** Provided data follows **

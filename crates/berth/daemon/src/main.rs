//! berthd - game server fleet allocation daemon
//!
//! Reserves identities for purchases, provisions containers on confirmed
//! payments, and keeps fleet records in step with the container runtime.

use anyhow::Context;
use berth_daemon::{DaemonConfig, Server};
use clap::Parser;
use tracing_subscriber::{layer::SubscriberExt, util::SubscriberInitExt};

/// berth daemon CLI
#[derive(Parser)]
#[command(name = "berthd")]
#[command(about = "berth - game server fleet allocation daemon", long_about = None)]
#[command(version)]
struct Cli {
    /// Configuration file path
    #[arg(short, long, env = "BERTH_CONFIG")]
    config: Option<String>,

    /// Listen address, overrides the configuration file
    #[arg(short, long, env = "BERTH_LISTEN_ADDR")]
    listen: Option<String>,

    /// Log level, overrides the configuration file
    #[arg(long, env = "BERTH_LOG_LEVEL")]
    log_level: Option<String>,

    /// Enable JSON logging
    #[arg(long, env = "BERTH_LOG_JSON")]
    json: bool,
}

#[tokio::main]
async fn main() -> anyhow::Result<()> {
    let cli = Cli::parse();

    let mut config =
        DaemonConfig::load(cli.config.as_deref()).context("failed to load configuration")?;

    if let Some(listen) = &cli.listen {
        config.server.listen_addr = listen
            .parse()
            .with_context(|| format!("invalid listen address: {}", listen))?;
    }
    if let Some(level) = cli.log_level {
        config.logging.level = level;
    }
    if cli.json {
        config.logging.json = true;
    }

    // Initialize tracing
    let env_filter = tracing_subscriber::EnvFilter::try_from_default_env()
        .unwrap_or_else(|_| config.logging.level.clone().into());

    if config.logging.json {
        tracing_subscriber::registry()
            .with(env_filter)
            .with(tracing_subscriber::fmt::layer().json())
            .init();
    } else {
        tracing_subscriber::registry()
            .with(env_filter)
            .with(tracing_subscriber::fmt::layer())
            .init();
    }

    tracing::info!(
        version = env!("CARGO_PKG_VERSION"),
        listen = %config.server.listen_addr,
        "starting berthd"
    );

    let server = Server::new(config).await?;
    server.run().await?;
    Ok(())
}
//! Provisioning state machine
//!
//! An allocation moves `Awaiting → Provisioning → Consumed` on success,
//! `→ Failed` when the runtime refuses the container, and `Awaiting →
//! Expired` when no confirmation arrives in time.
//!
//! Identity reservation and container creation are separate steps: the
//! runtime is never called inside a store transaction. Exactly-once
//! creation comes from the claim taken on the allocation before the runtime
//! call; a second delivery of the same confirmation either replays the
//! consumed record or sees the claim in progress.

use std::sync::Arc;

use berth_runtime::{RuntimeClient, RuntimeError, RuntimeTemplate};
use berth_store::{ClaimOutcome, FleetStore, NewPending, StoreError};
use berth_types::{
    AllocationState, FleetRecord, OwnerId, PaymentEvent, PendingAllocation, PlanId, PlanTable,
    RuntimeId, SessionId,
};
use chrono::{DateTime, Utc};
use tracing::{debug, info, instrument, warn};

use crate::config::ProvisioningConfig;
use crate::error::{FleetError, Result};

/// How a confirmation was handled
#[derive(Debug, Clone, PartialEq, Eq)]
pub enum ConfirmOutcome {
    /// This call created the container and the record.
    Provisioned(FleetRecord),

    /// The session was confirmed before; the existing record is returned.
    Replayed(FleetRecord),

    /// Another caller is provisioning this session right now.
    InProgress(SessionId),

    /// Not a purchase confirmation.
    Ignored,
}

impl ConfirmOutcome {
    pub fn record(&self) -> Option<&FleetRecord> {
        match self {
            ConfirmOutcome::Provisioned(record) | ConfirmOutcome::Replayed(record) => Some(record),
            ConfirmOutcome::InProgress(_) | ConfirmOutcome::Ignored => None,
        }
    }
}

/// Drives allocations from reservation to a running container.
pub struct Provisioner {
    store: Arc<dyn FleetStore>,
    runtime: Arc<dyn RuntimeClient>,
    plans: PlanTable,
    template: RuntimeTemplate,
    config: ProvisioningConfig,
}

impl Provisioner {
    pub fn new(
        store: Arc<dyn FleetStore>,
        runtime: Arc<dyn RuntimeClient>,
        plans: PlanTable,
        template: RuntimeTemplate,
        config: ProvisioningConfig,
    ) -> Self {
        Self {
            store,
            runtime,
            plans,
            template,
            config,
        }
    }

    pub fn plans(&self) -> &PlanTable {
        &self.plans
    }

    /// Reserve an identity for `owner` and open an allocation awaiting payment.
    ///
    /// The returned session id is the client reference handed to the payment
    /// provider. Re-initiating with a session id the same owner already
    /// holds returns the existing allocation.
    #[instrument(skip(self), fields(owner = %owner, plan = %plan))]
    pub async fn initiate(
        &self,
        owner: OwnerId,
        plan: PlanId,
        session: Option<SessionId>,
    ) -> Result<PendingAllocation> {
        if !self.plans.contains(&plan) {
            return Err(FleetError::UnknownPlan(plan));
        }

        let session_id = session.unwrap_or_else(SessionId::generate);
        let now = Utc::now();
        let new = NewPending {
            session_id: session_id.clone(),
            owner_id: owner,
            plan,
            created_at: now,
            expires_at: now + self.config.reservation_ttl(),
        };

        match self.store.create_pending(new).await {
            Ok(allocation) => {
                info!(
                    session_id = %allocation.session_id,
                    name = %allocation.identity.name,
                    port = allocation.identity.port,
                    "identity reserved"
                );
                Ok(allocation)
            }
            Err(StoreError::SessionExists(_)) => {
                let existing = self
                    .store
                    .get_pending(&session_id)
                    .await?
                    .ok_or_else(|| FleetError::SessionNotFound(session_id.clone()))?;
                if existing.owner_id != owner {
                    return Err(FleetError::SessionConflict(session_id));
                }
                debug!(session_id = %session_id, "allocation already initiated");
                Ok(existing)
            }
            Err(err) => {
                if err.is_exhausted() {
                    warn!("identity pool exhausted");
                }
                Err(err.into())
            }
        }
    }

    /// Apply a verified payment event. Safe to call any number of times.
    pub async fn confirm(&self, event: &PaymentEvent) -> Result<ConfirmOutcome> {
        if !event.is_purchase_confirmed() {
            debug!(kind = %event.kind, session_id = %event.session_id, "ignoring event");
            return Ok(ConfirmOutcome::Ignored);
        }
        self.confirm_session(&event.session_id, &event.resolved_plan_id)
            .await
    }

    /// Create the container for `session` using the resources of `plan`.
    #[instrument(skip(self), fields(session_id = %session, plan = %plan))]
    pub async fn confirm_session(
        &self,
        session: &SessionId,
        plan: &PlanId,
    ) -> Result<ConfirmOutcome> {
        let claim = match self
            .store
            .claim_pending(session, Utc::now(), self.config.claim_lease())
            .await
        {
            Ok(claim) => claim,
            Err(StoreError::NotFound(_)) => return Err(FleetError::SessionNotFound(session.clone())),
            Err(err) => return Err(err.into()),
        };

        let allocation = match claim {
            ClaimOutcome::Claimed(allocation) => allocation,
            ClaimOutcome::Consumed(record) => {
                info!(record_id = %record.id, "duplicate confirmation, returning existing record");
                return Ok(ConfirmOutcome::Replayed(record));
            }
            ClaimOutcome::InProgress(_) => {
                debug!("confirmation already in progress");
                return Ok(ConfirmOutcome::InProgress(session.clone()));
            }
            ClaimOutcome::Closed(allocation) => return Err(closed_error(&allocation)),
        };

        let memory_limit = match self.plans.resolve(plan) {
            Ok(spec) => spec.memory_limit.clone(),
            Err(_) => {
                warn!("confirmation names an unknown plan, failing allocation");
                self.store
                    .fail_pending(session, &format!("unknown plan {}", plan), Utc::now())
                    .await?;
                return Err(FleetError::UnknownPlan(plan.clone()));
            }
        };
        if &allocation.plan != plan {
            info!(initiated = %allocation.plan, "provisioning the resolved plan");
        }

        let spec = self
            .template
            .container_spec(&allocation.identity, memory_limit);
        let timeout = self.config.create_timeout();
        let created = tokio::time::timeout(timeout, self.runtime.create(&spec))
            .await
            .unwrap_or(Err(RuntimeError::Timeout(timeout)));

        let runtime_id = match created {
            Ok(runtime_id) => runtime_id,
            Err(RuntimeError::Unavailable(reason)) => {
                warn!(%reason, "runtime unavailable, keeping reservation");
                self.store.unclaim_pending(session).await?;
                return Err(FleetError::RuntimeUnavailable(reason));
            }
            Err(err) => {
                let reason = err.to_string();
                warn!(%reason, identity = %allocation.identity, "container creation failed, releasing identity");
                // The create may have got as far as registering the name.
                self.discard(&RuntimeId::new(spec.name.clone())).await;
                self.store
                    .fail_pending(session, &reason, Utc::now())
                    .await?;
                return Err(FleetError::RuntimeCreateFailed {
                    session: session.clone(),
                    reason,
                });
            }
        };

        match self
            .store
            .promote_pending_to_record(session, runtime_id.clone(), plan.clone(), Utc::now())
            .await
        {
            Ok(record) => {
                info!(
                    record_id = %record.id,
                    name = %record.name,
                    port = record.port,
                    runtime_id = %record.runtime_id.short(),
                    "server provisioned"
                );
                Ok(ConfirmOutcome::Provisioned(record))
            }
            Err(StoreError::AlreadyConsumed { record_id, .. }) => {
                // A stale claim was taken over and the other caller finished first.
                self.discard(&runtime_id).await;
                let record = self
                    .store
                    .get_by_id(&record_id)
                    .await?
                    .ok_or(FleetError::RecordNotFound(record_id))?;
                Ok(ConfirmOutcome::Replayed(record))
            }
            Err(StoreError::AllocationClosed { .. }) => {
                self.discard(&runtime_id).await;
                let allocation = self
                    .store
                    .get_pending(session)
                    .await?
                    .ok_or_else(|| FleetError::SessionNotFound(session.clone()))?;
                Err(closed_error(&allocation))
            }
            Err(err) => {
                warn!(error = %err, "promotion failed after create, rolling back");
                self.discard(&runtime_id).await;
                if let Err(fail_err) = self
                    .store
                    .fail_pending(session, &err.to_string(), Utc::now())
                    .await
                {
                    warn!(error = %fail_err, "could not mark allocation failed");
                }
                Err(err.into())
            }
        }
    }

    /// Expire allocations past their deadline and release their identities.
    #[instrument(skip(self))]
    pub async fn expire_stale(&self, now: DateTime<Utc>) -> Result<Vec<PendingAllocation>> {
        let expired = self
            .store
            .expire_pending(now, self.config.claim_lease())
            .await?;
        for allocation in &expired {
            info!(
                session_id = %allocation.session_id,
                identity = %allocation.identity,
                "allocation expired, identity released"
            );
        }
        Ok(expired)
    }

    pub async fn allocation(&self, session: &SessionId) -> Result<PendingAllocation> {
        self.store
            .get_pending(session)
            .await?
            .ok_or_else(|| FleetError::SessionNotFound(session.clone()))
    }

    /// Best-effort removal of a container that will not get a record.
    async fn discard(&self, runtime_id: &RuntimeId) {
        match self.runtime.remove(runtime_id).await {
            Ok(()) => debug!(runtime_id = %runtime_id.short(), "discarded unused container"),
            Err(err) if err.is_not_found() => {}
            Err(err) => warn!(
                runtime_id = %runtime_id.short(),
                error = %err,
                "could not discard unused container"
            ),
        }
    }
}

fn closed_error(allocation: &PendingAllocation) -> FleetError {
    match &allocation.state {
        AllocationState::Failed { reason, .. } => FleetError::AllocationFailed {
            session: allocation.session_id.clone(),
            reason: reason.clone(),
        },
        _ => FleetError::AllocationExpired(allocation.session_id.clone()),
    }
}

** End of Provided data **
** Provided data follows **

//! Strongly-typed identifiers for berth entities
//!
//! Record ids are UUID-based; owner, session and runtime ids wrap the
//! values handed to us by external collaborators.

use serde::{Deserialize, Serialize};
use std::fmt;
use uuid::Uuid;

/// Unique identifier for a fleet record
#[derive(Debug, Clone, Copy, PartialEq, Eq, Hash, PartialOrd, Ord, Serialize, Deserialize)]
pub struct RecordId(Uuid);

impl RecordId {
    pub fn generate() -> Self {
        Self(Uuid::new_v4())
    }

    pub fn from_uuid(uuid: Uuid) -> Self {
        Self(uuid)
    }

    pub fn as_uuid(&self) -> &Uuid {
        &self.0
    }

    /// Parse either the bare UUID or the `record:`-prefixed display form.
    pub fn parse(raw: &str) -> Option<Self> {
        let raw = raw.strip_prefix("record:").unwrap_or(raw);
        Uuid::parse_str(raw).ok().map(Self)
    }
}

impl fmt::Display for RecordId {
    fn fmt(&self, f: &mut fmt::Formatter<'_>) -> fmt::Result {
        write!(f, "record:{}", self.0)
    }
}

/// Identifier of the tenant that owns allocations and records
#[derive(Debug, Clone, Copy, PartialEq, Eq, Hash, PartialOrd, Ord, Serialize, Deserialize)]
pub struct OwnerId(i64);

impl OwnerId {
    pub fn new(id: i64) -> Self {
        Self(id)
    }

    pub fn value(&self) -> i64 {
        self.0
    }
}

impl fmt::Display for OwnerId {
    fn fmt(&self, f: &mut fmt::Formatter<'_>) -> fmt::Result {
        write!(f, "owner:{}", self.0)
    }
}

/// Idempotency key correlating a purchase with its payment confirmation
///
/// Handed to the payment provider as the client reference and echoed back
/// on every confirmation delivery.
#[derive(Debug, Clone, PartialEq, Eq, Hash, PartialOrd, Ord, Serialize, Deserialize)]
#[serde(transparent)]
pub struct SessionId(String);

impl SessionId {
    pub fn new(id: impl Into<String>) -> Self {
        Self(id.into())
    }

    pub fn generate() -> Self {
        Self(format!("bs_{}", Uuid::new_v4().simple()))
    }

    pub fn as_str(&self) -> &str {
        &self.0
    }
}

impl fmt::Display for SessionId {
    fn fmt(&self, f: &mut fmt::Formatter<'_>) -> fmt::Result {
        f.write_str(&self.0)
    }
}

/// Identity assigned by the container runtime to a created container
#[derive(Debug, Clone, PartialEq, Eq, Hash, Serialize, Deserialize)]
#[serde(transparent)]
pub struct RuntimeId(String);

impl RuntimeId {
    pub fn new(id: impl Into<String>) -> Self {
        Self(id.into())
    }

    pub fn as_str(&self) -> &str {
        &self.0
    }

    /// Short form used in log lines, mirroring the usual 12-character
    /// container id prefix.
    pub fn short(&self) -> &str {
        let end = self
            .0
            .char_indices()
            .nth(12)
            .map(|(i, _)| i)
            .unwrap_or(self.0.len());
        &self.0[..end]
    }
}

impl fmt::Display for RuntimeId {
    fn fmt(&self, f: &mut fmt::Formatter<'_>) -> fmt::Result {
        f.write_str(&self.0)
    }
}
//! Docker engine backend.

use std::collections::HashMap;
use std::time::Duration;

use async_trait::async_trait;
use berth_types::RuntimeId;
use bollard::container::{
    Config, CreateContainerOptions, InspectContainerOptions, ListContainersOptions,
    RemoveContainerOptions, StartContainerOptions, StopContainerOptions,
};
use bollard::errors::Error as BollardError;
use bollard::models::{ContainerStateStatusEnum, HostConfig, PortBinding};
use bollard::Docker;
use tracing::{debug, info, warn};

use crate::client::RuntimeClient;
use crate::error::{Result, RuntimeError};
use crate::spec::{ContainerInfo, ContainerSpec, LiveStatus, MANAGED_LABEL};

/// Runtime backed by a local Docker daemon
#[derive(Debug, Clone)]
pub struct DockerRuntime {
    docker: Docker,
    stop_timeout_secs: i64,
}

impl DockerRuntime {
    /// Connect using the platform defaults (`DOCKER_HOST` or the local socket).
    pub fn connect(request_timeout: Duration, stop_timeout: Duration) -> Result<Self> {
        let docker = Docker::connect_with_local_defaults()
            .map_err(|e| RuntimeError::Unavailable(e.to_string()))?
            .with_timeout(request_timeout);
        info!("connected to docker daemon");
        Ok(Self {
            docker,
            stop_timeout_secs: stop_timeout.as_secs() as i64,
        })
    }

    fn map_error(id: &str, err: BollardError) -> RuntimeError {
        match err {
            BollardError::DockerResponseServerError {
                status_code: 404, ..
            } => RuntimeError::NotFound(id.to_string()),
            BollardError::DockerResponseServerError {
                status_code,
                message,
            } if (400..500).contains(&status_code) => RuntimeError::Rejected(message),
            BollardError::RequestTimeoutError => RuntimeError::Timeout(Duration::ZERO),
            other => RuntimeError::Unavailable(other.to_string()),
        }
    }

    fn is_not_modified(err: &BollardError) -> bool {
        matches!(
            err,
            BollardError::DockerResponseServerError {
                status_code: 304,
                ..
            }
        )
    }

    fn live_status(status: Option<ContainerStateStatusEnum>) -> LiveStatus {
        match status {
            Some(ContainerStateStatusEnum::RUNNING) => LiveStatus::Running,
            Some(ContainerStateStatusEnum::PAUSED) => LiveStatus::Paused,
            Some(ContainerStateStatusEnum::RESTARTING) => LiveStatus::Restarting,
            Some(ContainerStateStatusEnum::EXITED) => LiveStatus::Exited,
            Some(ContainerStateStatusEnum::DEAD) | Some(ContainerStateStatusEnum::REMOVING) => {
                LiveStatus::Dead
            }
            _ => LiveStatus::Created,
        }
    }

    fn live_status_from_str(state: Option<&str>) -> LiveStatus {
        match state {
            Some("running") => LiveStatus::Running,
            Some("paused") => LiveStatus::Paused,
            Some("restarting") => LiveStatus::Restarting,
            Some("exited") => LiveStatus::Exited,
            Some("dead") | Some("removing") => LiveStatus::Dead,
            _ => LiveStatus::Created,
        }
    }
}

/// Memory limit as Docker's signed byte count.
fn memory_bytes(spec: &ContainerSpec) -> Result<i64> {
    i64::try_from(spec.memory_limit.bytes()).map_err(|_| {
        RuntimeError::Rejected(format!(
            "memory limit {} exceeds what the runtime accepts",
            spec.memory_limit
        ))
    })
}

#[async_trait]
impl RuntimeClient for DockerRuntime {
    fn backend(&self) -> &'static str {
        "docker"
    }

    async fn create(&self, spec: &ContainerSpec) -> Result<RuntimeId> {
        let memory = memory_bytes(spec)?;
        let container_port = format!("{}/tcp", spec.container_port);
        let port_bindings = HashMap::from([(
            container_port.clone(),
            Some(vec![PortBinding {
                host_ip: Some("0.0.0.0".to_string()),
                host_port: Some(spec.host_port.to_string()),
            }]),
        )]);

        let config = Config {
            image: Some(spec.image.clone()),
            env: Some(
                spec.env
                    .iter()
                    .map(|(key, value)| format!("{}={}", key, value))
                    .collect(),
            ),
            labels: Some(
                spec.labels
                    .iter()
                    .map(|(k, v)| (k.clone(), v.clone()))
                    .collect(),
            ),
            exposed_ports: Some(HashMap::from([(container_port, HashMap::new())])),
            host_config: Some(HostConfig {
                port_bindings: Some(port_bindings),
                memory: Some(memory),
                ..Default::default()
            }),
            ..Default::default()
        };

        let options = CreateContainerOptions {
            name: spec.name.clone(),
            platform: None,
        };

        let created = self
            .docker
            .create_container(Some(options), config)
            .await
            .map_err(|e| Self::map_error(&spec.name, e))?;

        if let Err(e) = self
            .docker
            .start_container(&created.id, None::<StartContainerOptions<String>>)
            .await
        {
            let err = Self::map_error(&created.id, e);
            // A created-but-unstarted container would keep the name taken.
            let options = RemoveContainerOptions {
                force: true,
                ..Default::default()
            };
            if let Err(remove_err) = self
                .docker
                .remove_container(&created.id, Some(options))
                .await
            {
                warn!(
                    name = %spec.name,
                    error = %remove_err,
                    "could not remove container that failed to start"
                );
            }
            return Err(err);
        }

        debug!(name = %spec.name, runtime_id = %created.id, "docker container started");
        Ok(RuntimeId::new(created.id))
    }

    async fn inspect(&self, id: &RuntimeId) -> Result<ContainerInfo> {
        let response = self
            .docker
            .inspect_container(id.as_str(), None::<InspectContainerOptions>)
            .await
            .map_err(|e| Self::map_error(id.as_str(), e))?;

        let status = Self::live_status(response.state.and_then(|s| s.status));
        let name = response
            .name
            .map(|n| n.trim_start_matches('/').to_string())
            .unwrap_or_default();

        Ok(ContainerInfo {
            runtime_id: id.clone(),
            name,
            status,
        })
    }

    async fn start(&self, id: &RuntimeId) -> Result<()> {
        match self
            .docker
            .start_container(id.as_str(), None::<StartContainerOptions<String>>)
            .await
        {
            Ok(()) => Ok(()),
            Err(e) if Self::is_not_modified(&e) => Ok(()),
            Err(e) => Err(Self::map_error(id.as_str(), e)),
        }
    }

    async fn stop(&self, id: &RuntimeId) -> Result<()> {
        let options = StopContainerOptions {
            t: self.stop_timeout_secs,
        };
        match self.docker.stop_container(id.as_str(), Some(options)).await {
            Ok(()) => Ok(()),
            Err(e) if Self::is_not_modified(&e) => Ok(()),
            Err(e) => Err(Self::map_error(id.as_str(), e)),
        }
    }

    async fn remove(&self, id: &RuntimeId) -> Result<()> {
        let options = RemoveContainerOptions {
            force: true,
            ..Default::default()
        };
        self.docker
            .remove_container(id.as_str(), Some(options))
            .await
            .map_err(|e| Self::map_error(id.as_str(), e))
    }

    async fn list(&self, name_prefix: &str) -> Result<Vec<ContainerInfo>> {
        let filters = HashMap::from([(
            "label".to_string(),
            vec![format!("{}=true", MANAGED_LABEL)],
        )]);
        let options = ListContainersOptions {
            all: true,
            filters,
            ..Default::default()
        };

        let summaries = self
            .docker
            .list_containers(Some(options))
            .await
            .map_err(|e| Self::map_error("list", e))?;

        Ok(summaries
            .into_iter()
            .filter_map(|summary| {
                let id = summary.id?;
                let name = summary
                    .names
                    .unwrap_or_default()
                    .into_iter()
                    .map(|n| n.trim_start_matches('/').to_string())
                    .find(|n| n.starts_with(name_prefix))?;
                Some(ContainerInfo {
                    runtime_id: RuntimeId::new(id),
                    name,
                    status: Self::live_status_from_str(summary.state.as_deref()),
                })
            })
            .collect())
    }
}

** End of Provided data **

» Work order
Look over the records above and filter for each line with the word "AllocationState".

» Response for this exercise
    AllocationState, FleetRecord, OwnerId, PaymentEvent, PendingAllocation, PlanId, PlanTable,
        AllocationState::Failed { reason, .. } => FleetError::AllocationFailed {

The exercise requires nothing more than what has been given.